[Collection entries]

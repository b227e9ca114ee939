//! The shared, observable settings store.
//!
//! One `SettingsStore` handle is shared by both surfaces: the settings
//! surface writes fields, the render surface subscribes to them. Persistence
//! goes through the resolved scope backend; change delivery is push-based
//! via per-key `watch` channels plus the process-wide [`UpdateBus`].

use serde_json::Value;
use std::collections::HashMap;
use std::sync::{Arc, Mutex};
use tokio::sync::watch;

use crate::events::{UpdateBus, UpdateEvent};
use crate::settings::{keys, CountdownSettings};

use super::backend::StoreBackend;
use super::scope::{resolve_backend, ScopeKind};

pub struct SettingsStore {
    backend: Arc<dyn StoreBackend>,
    bus: Arc<UpdateBus>,
    // Lazily created, one per key, alive for the store's lifetime. Dropping
    // a receiver is the unsubscribe; senders are never torn down, so a
    // subscriber re-appearing after an idle stretch still sees the current
    // value immediately.
    channels: Mutex<HashMap<String, watch::Sender<Value>>>,
}

impl SettingsStore {
    /// Resolve the backing scope (device, then instance, then in-memory)
    /// and bind the store to it for the process lifetime.
    pub fn resolve(device_db: &str, instance_db: &str, bus: Arc<UpdateBus>) -> Self {
        Self::with_backend(resolve_backend(device_db, instance_db), bus)
    }

    pub fn with_backend(backend: Arc<dyn StoreBackend>, bus: Arc<UpdateBus>) -> Self {
        Self {
            backend,
            bus,
            channels: Mutex::new(HashMap::new()),
        }
    }

    pub fn scope(&self) -> ScopeKind {
        self.backend.kind()
    }

    /// Number of persisted keys, for the status surface.
    pub fn key_count(&self) -> i64 {
        match self.backend.count() {
            Ok(n) => n,
            Err(e) => {
                tracing::warn!("Store: Failed to count keys: {}", e);
                0
            }
        }
    }

    /// Read a field. Backend failures are logged and read as absent.
    pub fn get(&self, key: &str) -> Option<Value> {
        match self.backend.get(key) {
            Ok(v) => v,
            Err(e) => {
                tracing::warn!("Store: Read of {} failed: {}", key, e);
                None
            }
        }
    }

    /// Write a field and notify every subscriber.
    ///
    /// A backend write failure is logged and swallowed: subscribers are
    /// still notified so the UI stays live, at the cost of that write being
    /// lost from persistence.
    pub fn set(&self, key: &str, value: Value) {
        if let Err(e) = self.backend.set(key, &value) {
            tracing::warn!("Store: Write of {} failed (value kept in memory): {}", key, e);
        }

        self.channel(key).send_replace(value.clone());
        self.bus.publish(UpdateEvent::FieldChanged {
            key: key.to_string(),
            value,
        });
    }

    /// Subscribe to a field.
    ///
    /// The receiver's current value is immediately available (the persisted
    /// value, or `null` if the field was never set) and every subsequent
    /// `set` is observed. Dropping the receiver is the unsubscribe.
    pub fn subscribe(&self, key: &str) -> watch::Receiver<Value> {
        self.channel(key).subscribe()
    }

    /// Populate every unset field with its documented default.
    ///
    /// Backed by an insert-if-absent, so concurrent hydration calls (or an
    /// operator write racing hydration) never clobber an existing value.
    /// Idempotent.
    pub fn hydrate_defaults(&self) {
        let mut written = 0usize;
        for key in keys::ALL {
            let default = match CountdownSettings::default_value(key) {
                Some(v) => v,
                None => continue,
            };
            match self.backend.set_if_absent(key, &default) {
                Ok(true) => written += 1,
                Ok(false) => {}
                Err(e) => tracing::warn!("Store: Hydration of {} failed: {}", key, e),
            }
        }
        if written > 0 {
            tracing::info!("Store: Hydrated {} default field(s)", written);
        }
    }

    /// Assemble the full record, falling back to field defaults on absent or
    /// malformed values.
    pub fn snapshot(&self) -> CountdownSettings {
        CountdownSettings::from_lookup(|key| self.get(key))
    }

    fn channel(&self, key: &str) -> watch::Sender<Value> {
        let mut channels = self.channels.lock().unwrap();
        if let Some(sender) = channels.get(key) {
            return sender.clone();
        }
        let initial = self.get(key).unwrap_or(Value::Null);
        let (sender, _) = watch::channel(initial);
        channels.insert(key.to_string(), sender.clone());
        sender
    }
}

/// Typed two-way binding for a single field.
///
/// Composes `get` + `set` + `subscribe` with serde conversion; independent
/// bindings are addressed by their own keys and do not interfere.
pub struct Binding<T> {
    store: Arc<SettingsStore>,
    key: &'static str,
    default: T,
}

impl<T> Binding<T>
where
    T: serde::Serialize + serde::de::DeserializeOwned + Clone,
{
    pub fn new(store: Arc<SettingsStore>, key: &'static str, default: T) -> Self {
        Self {
            store,
            key,
            default,
        }
    }

    /// Whether a persisted value exists for this field yet.
    pub fn loaded(&self) -> bool {
        self.store.get(self.key).is_some()
    }

    /// Current value, or the binding default on absent/malformed data.
    pub fn get(&self) -> T {
        match self.store.get(self.key) {
            Some(v) => serde_json::from_value(v).unwrap_or_else(|_| self.default.clone()),
            None => self.default.clone(),
        }
    }

    pub fn set(&self, value: &T) {
        match serde_json::to_value(value) {
            Ok(v) => self.store.set(self.key, v),
            Err(e) => tracing::warn!("Store: Cannot serialize {}: {}", self.key, e),
        }
    }

    pub fn watch(&self) -> watch::Receiver<Value> {
        self.store.subscribe(self.key)
    }
}
#![deny(missing_docs)]
//! Streaming chat client for Ollama's `/api/chat` endpoint.
//!
//! Ollama streams chat completions as NDJSON (newline-delimited JSON, not
//! SSE): one JSON object per line, with each object carrying a content delta
//! at `message.content`:
//!
//! ```text
//! {"model":"llama3.2","message":{"role":"assistant","content":"Hello"},"done":false}
//! {"model":"llama3.2","message":{"role":"assistant","content":" world"},"done":false}
//! {"model":"llama3.2","message":{"role":"assistant","content":""},"done":true,"done_reason":"stop","eval_count":10,"prompt_eval_count":20}
//! ```
//!
//! The transport delivers that text as arbitrarily sized byte chunks, so a
//! single object may be split anywhere, including inside a multi-byte UTF-8
//! character. [`ChatStreamDecoder`] reassembles the chunk stream into discrete
//! frames and hands each non-empty content delta to a caller-supplied
//! callback, in order, losing nothing and emitting nothing twice.
//!
//! # Usage
//!
//! ```no_run
//! use ollama_chat::{ChatClient, ChatMessage};
//!
//! # async fn run() -> Result<(), ollama_chat::ChatError> {
//! let client = ChatClient::new().model("llama3.2");
//! client
//!     .chat_stream(vec![ChatMessage::user("Hello!")], |delta| {
//!         print!("{delta}");
//!     })
//!     .await?;
//! # Ok(())
//! # }
//! ```
//!
//! Reference: <https://github.com/ollama/ollama/blob/main/docs/api.md#generate-a-chat-completion>

pub mod client;
pub mod decoder;
pub mod error;
pub mod types;

pub use client::ChatClient;
pub use decoder::ChatStreamDecoder;
pub use error::ChatError;
pub use types::{ChatFrame, ChatMessage, ChatOptions, ChatRequest};
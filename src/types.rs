//! Ollama `/api/chat` request/response wire types.
//!
//! The response shape does double duty: in streaming mode each NDJSON line is
//! one [`ChatFrame`], and in non-streaming mode the entire body is a single
//! [`ChatFrame`] with `done: true`. Unknown fields are ignored so newer
//! server versions can add metadata without breaking this client.

use serde::{Deserialize, Serialize};

/// A single `{role, content}` conversation turn.
#[derive(Debug, Clone, Serialize, Deserialize)]
pub struct ChatMessage {
    /// Role: "system", "user", or "assistant".
    #[serde(default)]
    pub role: String,
    /// Message text content.
    #[serde(default)]
    pub content: String,
}

impl ChatMessage {
    /// A message with role "user".
    pub fn user(content: impl Into<String>) -> Self {
        Self {
            role: "user".into(),
            content: content.into(),
        }
    }

    /// A message with role "assistant".
    pub fn assistant(content: impl Into<String>) -> Self {
        Self {
            role: "assistant".into(),
            content: content.into(),
        }
    }

    /// A message with role "system".
    pub fn system(content: impl Into<String>) -> Self {
        Self {
            role: "system".into(),
            content: content.into(),
        }
    }
}

/// Generation options passed through to Ollama.
#[derive(Debug, Clone, Default, Serialize)]
pub struct ChatOptions {
    /// Sampling temperature (0.0 - 2.0).
    #[serde(skip_serializing_if = "Option::is_none")]
    pub temperature: Option<f64>,
    /// Maximum number of tokens to generate.
    #[serde(skip_serializing_if = "Option::is_none")]
    pub num_predict: Option<u32>,
    /// Context window size in tokens.
    #[serde(skip_serializing_if = "Option::is_none")]
    pub num_ctx: Option<u32>,
    /// Top-p (nucleus sampling).
    #[serde(skip_serializing_if = "Option::is_none")]
    pub top_p: Option<f64>,
    /// Top-k sampling.
    #[serde(skip_serializing_if = "Option::is_none")]
    pub top_k: Option<u32>,
    /// Random seed for reproducibility.
    #[serde(skip_serializing_if = "Option::is_none")]
    pub seed: Option<i64>,
}

/// Ollama `/api/chat` request body.
#[derive(Debug, Serialize)]
pub struct ChatRequest {
    /// Model identifier (e.g. "llama3.2").
    pub model: String,
    /// Conversation messages.
    pub messages: Vec<ChatMessage>,
    /// Whether the response should be streamed as NDJSON.
    pub stream: bool,
    /// How long to keep the model loaded in memory (e.g. "5m", "0").
    #[serde(skip_serializing_if = "Option::is_none")]
    pub keep_alive: Option<String>,
    /// Generation options.
    #[serde(skip_serializing_if = "Option::is_none")]
    pub options: Option<ChatOptions>,
}

/// One `/api/chat` response object.
///
/// Every field is defaulted: streaming frames omit the counters until the
/// final `done: true` object, and the server is free to add fields this
/// client does not interpret.
#[derive(Debug, Clone, Default, Deserialize)]
pub struct ChatFrame {
    /// Model that generated the response.
    #[serde(default)]
    pub model: String,
    /// The assistant's message (a delta in streaming mode).
    #[serde(default)]
    pub message: Option<ChatMessage>,
    /// Whether this is the final object of the response.
    #[serde(default)]
    pub done: bool,
    /// Why generation stopped (e.g. "stop", "length").
    #[serde(default)]
    pub done_reason: Option<String>,
    /// Number of tokens in the prompt.
    #[serde(default)]
    pub prompt_eval_count: Option<u64>,
    /// Number of tokens generated.
    #[serde(default)]
    pub eval_count: Option<u64>,
    /// Total time spent on the response in nanoseconds.
    #[serde(default)]
    pub total_duration: Option<u64>,
    /// Time spent loading the model in nanoseconds.
    #[serde(default)]
    pub load_duration: Option<u64>,
    /// Time spent evaluating the prompt in nanoseconds.
    #[serde(default)]
    pub prompt_eval_duration: Option<u64>,
    /// Time spent generating in nanoseconds.
    #[serde(default)]
    pub eval_duration: Option<u64>,
}

impl ChatFrame {
    /// The content delta carried by this frame, if any.
    ///
    /// Returns `None` when the `message` field is absent or its content is
    /// empty (Ollama sends an empty content string on the final frame).
    #[must_use]
    pub fn content(&self) -> Option<&str> {
        self.message
            .as_ref()
            .map(|m| m.content.as_str())
            .filter(|c| !c.is_empty())
    }
}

→ Exercise requirements: The lines from the start of the entries above through the line containing "use tokio::sync::watch;" are the ones to return, please; copy them exactly and include both ends.

→ Final answer:
repository b227e9ca114ee939
//! The shared, observable settings store.
//!
//! One `SettingsStore` handle is shared by both surfaces: the settings
//! surface writes fields, the render surface subscribes to them. Persistence
//! goes through the resolved scope backend; change delivery is push-based
//! via per-key `watch` channels plus the process-wide [`UpdateBus`].

use serde_json::Value;
use std::collections::HashMap;
use std::sync::{Arc, Mutex};
use tokio::sync::watch;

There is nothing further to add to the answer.